Task details: Which lines of the listing hold the string "Duration"? Copy those lines.

Recorded data:
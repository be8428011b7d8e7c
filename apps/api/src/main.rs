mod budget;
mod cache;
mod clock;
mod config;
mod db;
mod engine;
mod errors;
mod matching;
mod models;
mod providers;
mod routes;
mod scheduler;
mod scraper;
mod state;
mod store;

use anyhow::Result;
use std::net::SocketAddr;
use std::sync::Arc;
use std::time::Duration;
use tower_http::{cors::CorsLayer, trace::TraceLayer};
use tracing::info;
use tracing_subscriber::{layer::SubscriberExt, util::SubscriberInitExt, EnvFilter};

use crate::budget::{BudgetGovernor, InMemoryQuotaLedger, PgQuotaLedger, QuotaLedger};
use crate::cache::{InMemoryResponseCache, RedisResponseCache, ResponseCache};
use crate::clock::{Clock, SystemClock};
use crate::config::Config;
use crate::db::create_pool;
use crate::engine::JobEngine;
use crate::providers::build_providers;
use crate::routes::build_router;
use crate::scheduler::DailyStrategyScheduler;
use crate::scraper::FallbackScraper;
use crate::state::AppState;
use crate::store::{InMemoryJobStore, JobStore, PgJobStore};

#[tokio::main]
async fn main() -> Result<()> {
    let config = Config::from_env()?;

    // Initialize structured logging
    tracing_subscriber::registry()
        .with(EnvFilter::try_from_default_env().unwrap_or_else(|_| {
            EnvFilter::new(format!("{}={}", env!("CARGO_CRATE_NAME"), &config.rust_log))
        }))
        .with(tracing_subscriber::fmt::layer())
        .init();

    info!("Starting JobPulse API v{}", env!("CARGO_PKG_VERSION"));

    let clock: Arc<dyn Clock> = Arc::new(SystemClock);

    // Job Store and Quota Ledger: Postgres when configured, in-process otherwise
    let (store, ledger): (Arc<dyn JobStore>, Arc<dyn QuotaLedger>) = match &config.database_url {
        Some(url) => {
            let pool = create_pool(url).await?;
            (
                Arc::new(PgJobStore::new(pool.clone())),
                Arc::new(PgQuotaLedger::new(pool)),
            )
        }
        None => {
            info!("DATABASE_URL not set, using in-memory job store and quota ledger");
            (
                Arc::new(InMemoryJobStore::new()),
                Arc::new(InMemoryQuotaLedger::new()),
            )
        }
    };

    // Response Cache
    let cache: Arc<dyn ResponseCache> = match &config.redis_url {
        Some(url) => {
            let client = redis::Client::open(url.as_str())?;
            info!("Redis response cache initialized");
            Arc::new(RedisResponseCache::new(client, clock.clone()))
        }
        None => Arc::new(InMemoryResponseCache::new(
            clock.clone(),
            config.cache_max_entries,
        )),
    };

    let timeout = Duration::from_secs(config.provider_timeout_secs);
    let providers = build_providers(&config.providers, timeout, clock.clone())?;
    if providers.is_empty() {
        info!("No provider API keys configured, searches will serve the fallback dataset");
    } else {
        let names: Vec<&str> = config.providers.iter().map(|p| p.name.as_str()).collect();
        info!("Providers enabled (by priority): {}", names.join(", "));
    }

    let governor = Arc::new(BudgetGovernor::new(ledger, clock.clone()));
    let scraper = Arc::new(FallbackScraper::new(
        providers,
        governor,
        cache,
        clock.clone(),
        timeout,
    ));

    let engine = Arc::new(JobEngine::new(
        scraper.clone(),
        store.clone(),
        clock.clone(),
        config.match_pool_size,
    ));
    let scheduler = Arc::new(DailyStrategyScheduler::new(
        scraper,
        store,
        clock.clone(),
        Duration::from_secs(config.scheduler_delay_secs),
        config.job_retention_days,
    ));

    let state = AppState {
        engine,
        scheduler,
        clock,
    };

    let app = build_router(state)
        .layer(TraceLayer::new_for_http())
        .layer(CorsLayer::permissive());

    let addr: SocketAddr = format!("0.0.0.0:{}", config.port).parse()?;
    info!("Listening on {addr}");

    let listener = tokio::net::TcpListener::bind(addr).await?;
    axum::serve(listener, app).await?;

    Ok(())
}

Expected answer:
use std::time::Duration;
    let timeout = Duration::from_secs(config.provider_timeout_secs);
        Duration::from_secs(config.scheduler_delay_secs),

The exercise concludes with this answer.